Investigating Cell-Cell Crosstalk in Pre- and Post- Programmed Cell Death-1 (PD-1) Targeted Therapy Tumours Using Single-Cell RNA-Sequencing Analysis

Background: Currently, a significant proportion of cancer patients cannot benefit from programmed cell death-1 (PD-1) targeted therapy. An intractable problem exists regarding how to overcome the drug resistance. Methods: Single-cell RNA sequence data of 53030 cells from paired before and after anti-PD1 therapy tumors were analyzed. To investigate the specific mechanisms of response or resistance to anti-PD1 therapy, cell-cell interaction analyses were performed to investigate the differences between pre-treat responders and non-responders and relative differences of changes from pre- to post- treatment status between responders and non-responders.
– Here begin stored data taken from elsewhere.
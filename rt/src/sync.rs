//! Lock helpers

use std::sync::{Mutex, MutexGuard, PoisonError};

/// Lock a mutex, recovering the inner value if a previous holder panicked
///
/// Scheduler state stays consistent across a panic because every mutation
/// happens under one guard and executor callbacks never run under a lock.
pub(crate) fn locked<T>(mutex: &Mutex<T>) -> MutexGuard<'_, T> {
    mutex.lock().unwrap_or_else(PoisonError::into_inner)
}
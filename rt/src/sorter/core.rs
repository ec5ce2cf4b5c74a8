//! Interval sorter implementation

use std::cmp::Ordering;
use std::collections::BTreeSet;
use std::sync::Mutex;

use tracing::{debug, trace};

use crate::domain::{Discrete, Range, step};
use crate::sync::locked;

/// Extraction bound meaning "no bound"
pub const UNLIMITED: usize = usize::MAX;

/// Thread-safe sorted collection of ranges
///
/// Inserts never coalesce; overlapping and adjacent ranges are only merged
/// when they are extracted. Every operation runs under a single lock, and the
/// `take_*` variants extract and remove under the same guard.
pub struct Sorter<D> {
    ranges: Mutex<BTreeSet<Range<D>>>,
}

impl<D: Discrete> Sorter<D> {
    pub fn new() -> Self {
        Self {
            ranges: Mutex::new(BTreeSet::new()),
        }
    }

    /// Insert a range as-is
    pub fn put(&self, range: Range<D>) {
        trace!(%range, "Sorter::put: called");
        locked(&self.ranges).insert(range);
    }

    /// Insert a single point
    pub fn put_point(&self, d: D) {
        self.put(Range::point(d));
    }

    /// Longest contiguous run after `prev`, bounded by `limit` points
    ///
    /// Scans ascending when `min_first`, otherwise descending, skipping
    /// everything up to and including `prev`. The run stops at the first gap;
    /// if it would exceed `limit`, the last contributing range is truncated so
    /// the result covers exactly `limit` points.
    pub fn get_serial(&self, prev: Option<&D>, limit: usize, min_first: bool) -> Option<Range<D>> {
        let prev = prev.cloned().map(Range::point);
        serial(&locked(&self.ranges), prev.as_ref(), bound(limit), min_first)
    }

    /// Like [`get_serial`](Self::get_serial), removing the returned coverage
    pub fn take_serial(&self, prev: Option<&D>, limit: usize, min_first: bool) -> Option<Range<D>> {
        let prev = prev.cloned().map(Range::point);
        let mut ranges = locked(&self.ranges);
        let run = serial(&ranges, prev.as_ref(), bound(limit), min_first)?;
        remove_locked(&mut ranges, run.from(), run.to());
        debug!(%run, "Sorter::take_serial: extracted");
        Some(run)
    }

    /// Up to `limit` points across several disjoint runs, ordered per `min_first`
    pub fn get_more(&self, prev: Option<&D>, limit: usize, min_first: bool) -> Vec<Range<D>> {
        self.more(prev, limit, min_first, false)
    }

    /// Like [`get_more`](Self::get_more), removing the returned coverage
    pub fn take_more(&self, prev: Option<&D>, limit: usize, min_first: bool) -> Vec<Range<D>> {
        self.more(prev, limit, min_first, true)
    }

    fn more(&self, prev: Option<&D>, limit: usize, min_first: bool, take: bool) -> Vec<Range<D>> {
        let limit = bound(limit);
        let mut ranges = locked(&self.ranges);
        let mut prev = prev.cloned().map(Range::point);
        let mut runs = Vec::new();
        let mut count = 0i64;
        while count < limit {
            let Some(run) = serial(&ranges, prev.as_ref(), limit - count, min_first) else {
                break;
            };
            if take {
                remove_locked(&mut ranges, run.from(), run.to());
            }
            count += run.len();
            prev = Some(run.clone());
            runs.push(run);
        }
        trace!(runs = runs.len(), count, take, "Sorter::more: done");
        runs
    }

    /// Whether the stored coverage includes every point of `[from, to]`
    pub fn contains(&self, from: &D, to: &D) -> bool {
        let ranges = locked(&self.ranges);
        let mut prev: Option<Range<D>> = None;
        while let Some(run) = serial(&ranges, prev.as_ref(), i64::MAX, true) {
            if run.covers(from, to) {
                return true;
            }
            prev = Some(run);
        }
        false
    }

    /// Whether the stored coverage includes every point of `range`
    pub fn contains_range(&self, range: &Range<D>) -> bool {
        self.contains(range.from(), range.to())
    }

    /// Cut `[from, to]` out of every stored range, splitting where needed
    ///
    /// Returns whether any ranges remain.
    pub fn remove(&self, from: &D, to: &D) -> bool {
        let mut ranges = locked(&self.ranges);
        remove_locked(&mut ranges, from, to)
    }

    /// Cut `range` out of every stored range
    pub fn remove_range(&self, range: &Range<D>) -> bool {
        self.remove(range.from(), range.to())
    }

    pub fn has_more(&self) -> bool {
        !locked(&self.ranges).is_empty()
    }

    /// Number of stored (unmerged) ranges
    pub fn len(&self) -> usize {
        locked(&self.ranges).len()
    }

    pub fn is_empty(&self) -> bool {
        !self.has_more()
    }
}

impl<D: Discrete> Default for Sorter<D> {
    fn default() -> Self {
        Self::new()
    }
}

fn bound(limit: usize) -> i64 {
    assert!(limit > 0, "extraction limit must be positive");
    i64::try_from(limit).unwrap_or(i64::MAX)
}

/// Descending scan order: by `to`, then by `from`, both high to low
fn cmp_descending<D: Discrete>(a: &Range<D>, b: &Range<D>) -> Ordering {
    b.to()
        .delta(a.to())
        .cmp(&0)
        .then_with(|| b.from().delta(a.from()).cmp(&0))
}

/// First stored range (or the part of it) lying past `prev` in scan order
fn seed<D: Discrete>(range: &Range<D>, prev: Option<&Range<D>>, min_first: bool) -> Option<Range<D>> {
    let Some(prev) = prev else {
        return Some(range.clone());
    };
    if min_first {
        if range.from().delta(prev.to()) > 0 {
            Some(range.clone())
        } else if range.to().delta(prev.to()) > 0 {
            Some(Range::new(step(prev.to(), 1), range.to().clone()))
        } else {
            None
        }
    } else if range.to().delta(prev.from()) < 0 {
        Some(range.clone())
    } else if range.from().delta(prev.from()) < 0 {
        Some(Range::new(range.from().clone(), step(prev.from(), -1)))
    } else {
        None
    }
}

fn serial<D: Discrete>(
    ranges: &BTreeSet<Range<D>>,
    prev: Option<&Range<D>>,
    limit: i64,
    min_first: bool,
) -> Option<Range<D>> {
    let ordered: Vec<&Range<D>> = if min_first {
        ranges.iter().collect()
    } else {
        let mut v: Vec<&Range<D>> = ranges.iter().collect();
        v.sort_by(|a, b| cmp_descending(a, b));
        v
    };

    // `begin` is the first contributing range; `edge` is the far boundary
    // reached so far (the high end ascending, the low end descending).
    let mut begin: Option<Range<D>> = None;
    let mut edge: Option<D> = None;
    for range in ordered {
        let first = begin.is_none();
        if first {
            let Some(start) = seed(range, prev, min_first) else {
                continue;
            };
            edge = Some(if min_first { start.to().clone() } else { start.from().clone() });
            begin = Some(start);
        }
        let (Some(start), Some(reached)) = (begin.as_ref(), edge.as_mut()) else {
            break;
        };

        if min_first {
            if reached.delta(range.from()) < -1 {
                break;
            }
            if first || range.to().delta(reached) > 0 {
                let span = range.to().delta(start.from()) + 1;
                match span.cmp(&limit) {
                    Ordering::Less => *reached = range.to().clone(),
                    Ordering::Equal => {
                        *reached = range.to().clone();
                        break;
                    }
                    Ordering::Greater => {
                        *reached = step(start.from(), limit - 1);
                        break;
                    }
                }
            }
        } else {
            if reached.delta(range.to()) > 1 {
                break;
            }
            if first || range.from().delta(reached) < 0 {
                let span = start.to().delta(range.from()) + 1;
                match span.cmp(&limit) {
                    Ordering::Less => *reached = range.from().clone(),
                    Ordering::Equal => {
                        *reached = range.from().clone();
                        break;
                    }
                    Ordering::Greater => {
                        *reached = step(start.to(), -(limit - 1));
                        break;
                    }
                }
            }
        }
    }

    let (start, reached) = (begin?, edge?);
    Some(if min_first {
        Range::new(start.from().clone(), reached)
    } else {
        Range::new(reached, start.to().clone())
    })
}

fn remove_locked<D: Discrete>(ranges: &mut BTreeSet<Range<D>>, from: &D, to: &D) -> bool {
    if ranges.is_empty() {
        return false;
    }
    let mut removes = Vec::new();
    let mut adds = Vec::new();
    for range in ranges.iter() {
        let dfm = range.from().delta(from);
        let dto = range.to().delta(to);
        if dfm >= 0 && dto <= 0 {
            removes.push(range.clone());
            continue;
        }
        let mut cut = false;
        if dfm < 0 && range.to().delta(from) >= 0 {
            adds.push(Range::new(range.from().clone(), step(from, -1)));
            cut = true;
        }
        if dto > 0 && range.from().delta(to) <= 0 {
            adds.push(Range::new(step(to, 1), range.to().clone()));
            cut = true;
        }
        if cut {
            removes.push(range.clone());
        }
    }
    for range in &removes {
        ranges.remove(range);
    }
    ranges.extend(adds);
    !ranges.is_empty()
}

#[cfg(test)]
mod tests {
    use super::*;
    use proptest::prelude::*;

    fn r(from: i64, to: i64) -> Range<i64> {
        Range::new(from, to)
    }

    fn sorter(ranges: &[(i64, i64)]) -> Sorter<i64> {
        let sorter = Sorter::new();
        for &(from, to) in ranges {
            sorter.put(r(from, to));
        }
        sorter
    }

    #[test]
    fn test_put_does_not_merge() {
        let s = sorter(&[(0, 4), (3, 8), (9, 9)]);
        assert_eq!(s.len(), 3);
        assert!(s.has_more());
    }

    #[test]
    fn test_get_serial_merges_overlapping_and_adjacent() {
        let s = sorter(&[(0, 4), (3, 8), (9, 9), (11, 12)]);
        assert_eq!(s.get_serial(None, UNLIMITED, true), Some(r(0, 9)));
        assert_eq!(s.get_serial(None, UNLIMITED, false), Some(r(11, 12)));
        assert_eq!(s.len(), 4);
    }

    #[test]
    fn test_get_serial_truncates_at_limit() {
        let s = sorter(&[(0, 9)]);
        assert_eq!(s.get_serial(None, 5, true), Some(r(0, 4)));
        assert_eq!(s.get_serial(None, 5, false), Some(r(5, 9)));
    }

    #[test]
    fn test_get_serial_exact_limit() {
        let s = sorter(&[(0, 2), (3, 4), (5, 9)]);
        assert_eq!(s.get_serial(None, 5, true), Some(r(0, 4)));
    }

    #[test]
    fn test_get_serial_skips_nested_ranges() {
        let s = sorter(&[(1, 10), (2, 3)]);
        assert_eq!(s.get_serial(None, UNLIMITED, true), Some(r(1, 10)));

        let s = sorter(&[(1, 10), (5, 6)]);
        assert_eq!(s.get_serial(None, UNLIMITED, false), Some(r(1, 10)));
    }

    #[test]
    fn test_get_serial_after_prev() {
        let s = sorter(&[(0, 9), (12, 14)]);
        assert_eq!(s.get_serial(Some(&4), UNLIMITED, true), Some(r(5, 9)));
        assert_eq!(s.get_serial(Some(&9), UNLIMITED, true), Some(r(12, 14)));
        assert_eq!(s.get_serial(Some(&14), UNLIMITED, true), None);
        assert_eq!(s.get_serial(Some(&12), UNLIMITED, false), Some(r(0, 9)));
        assert_eq!(s.get_serial(Some(&5), 3, false), Some(r(2, 4)));
    }

    #[test]
    fn test_get_serial_empty() {
        let s: Sorter<i64> = Sorter::new();
        assert_eq!(s.get_serial(None, 3, true), None);
        assert!(!s.has_more());
    }

    #[test]
    fn test_take_serial_leaves_remainder() {
        let s = sorter(&[(0, 9)]);
        assert_eq!(s.take_serial(None, 5, true), Some(r(0, 4)));
        assert_eq!(s.take_serial(None, UNLIMITED, true), Some(r(5, 9)));
        assert!(!s.has_more());
        assert_eq!(s.take_serial(None, UNLIMITED, true), None);
    }

    #[test]
    fn test_take_more_keeps_gaps() {
        let s = sorter(&[(0, 2), (5, 6), (9, 20)]);
        let runs = s.take_more(None, 7, true);
        assert_eq!(runs, vec![r(0, 2), r(5, 6), r(9, 10)]);
        assert_eq!(s.get_serial(None, UNLIMITED, true), Some(r(11, 20)));
    }

    #[test]
    fn test_get_more_descending_order() {
        let s = sorter(&[(0, 2), (5, 6), (9, 10)]);
        let runs = s.get_more(None, UNLIMITED, false);
        assert_eq!(runs, vec![r(9, 10), r(5, 6), r(0, 2)]);
        assert_eq!(s.len(), 3);
    }

    #[test]
    fn test_contains_uses_merged_coverage() {
        let s = sorter(&[(0, 4), (5, 9), (12, 12)]);
        assert!(s.contains(&3, &7));
        assert!(s.contains(&12, &12));
        assert!(!s.contains(&9, &12));
        assert!(s.contains_range(&r(0, 9)));
    }

    #[test]
    fn test_remove_splits() {
        let s = sorter(&[(0, 9)]);
        assert!(s.remove(&3, &5));
        assert_eq!(s.get_more(None, UNLIMITED, true), vec![r(0, 2), r(6, 9)]);
        assert!(!s.remove(&0, &9));
        assert!(!s.has_more());
        assert!(!s.remove(&0, &9));
    }

    #[test]
    fn test_remove_trims_edges() {
        let s = sorter(&[(0, 4), (6, 9)]);
        assert!(s.remove_range(&r(3, 7)));
        assert_eq!(s.get_more(None, UNLIMITED, true), vec![r(0, 2), r(8, 9)]);
    }

    #[test]
    #[should_panic(expected = "limit must be positive")]
    fn test_zero_limit_panics() {
        sorter(&[(0, 1)]).get_serial(None, 0, true);
    }

    fn arb_ranges() -> impl Strategy<Value = Vec<(i64, i64)>> {
        prop::collection::vec((0i64..60, 0i64..8), 0..12)
            .prop_map(|v| v.into_iter().map(|(from, len)| (from, from + len)).collect())
    }

    proptest! {
        #[test]
        fn prop_serial_never_exceeds_limit(ranges in arb_ranges(), limit in 1usize..20, min_first: bool) {
            let s = sorter(&ranges);
            if let Some(run) = s.get_serial(None, limit, min_first) {
                prop_assert!(run.len() <= limit as i64);
            }
            for run in s.take_more(None, limit, min_first) {
                prop_assert!(run.len() <= limit as i64);
            }
        }

        #[test]
        fn prop_remove_clears_exactly_the_cut(ranges in arb_ranges(), cut_from in 0i64..70, cut_len in 0i64..10) {
            let s = sorter(&ranges);
            let cut_to = cut_from + cut_len;
            let covered: Vec<i64> = (0..80).filter(|p| s.contains(p, p)).collect();

            s.remove(&cut_from, &cut_to);

            for p in covered {
                let inside_cut = p >= cut_from && p <= cut_to;
                prop_assert_eq!(s.contains(&p, &p), !inside_cut, "point {}", p);
            }
            for p in cut_from..=cut_to {
                prop_assert!(!s.contains(&p, &p));
            }
        }

        #[test]
        fn prop_joinable_pair_merges_to_union(a in (0i64..30, 0i64..8), b in (0i64..30, 0i64..8)) {
            let ra = r(a.0, a.0 + a.1);
            let rb = r(b.0, b.0 + b.1);
            prop_assume!(ra.joinable(&rb));

            let s = Sorter::new();
            s.put(ra.clone());
            s.put(rb.clone());
            let runs = s.take_more(None, UNLIMITED, true);
            prop_assert_eq!(runs.len(), 1);

            let merged = &runs[0];
            for p in 0..40 {
                let in_union = ra.covers(&p, &p) || rb.covers(&p, &p);
                prop_assert_eq!(merged.covers(&p, &p), in_union, "point {}", p);
            }
            prop_assert!(!s.has_more());
        }
    }
}
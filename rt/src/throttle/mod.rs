//! Admission control over tagged range requests

mod core;
mod executor;
mod object;
mod stats;
mod tagged;

pub use self::core::{Tag, Throttle};
pub use executor::{Completion, Executor};
pub use object::{ObjectExecutor, ObjectThrottle};
pub use stats::{TagSnapshot, ThrottleStats};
Similar bulk-sequence data were used to validate our results. Further, we prioritized genes with potential for developing combination anti-PD1 therapy using “TIDE” platform. Findings: We identified several pre-existing different cell-cell interactions based on pre-treatment data of responders and non-responders, like WNT5A-PTPRK, EGFR-AREG, AXL-GAS6 and ACKR3-CXCL12. Further, relative differences of changes from pre- to post- treatment between responders and non-responders were assessed. On the whole, cell-cell interactions in CD4+T cells/CD8+ acting T cells/myofibroblasts/NK cells/plasma cells/proliferative T cells to other cells were relatively up-regulated in responders versus non-responders, while those in B cells/CAFs/endothelial cells/macrophages to other cells were relatively down-regulated. Specifically, relative differences of changes from pre- to post- treatment between responders and non-responders existed in SELE-PSGL-1, CXCR3-CCL19, CCL4-SLC7A1, CXCL12-CXCR3, EGFR-AREG, THBS1-a3b1 complex, TNF-TNFRSF1A, TNF-FAS and TNFSF10-TNFRSF10D interactions. Finally, AXL, AREG, CXCL12, WNT5A were preserved after prioritization by “TIDE”. Interpretation: These results uncovered the mechanisms of anti-PD1 therapy and offered abundant clues to potential strategies regarding combination therapy with anti-PD1 to improve the efficacy. Funding: Not applicable. Declaration of Interests: The authors have no conflicts of interest to declare.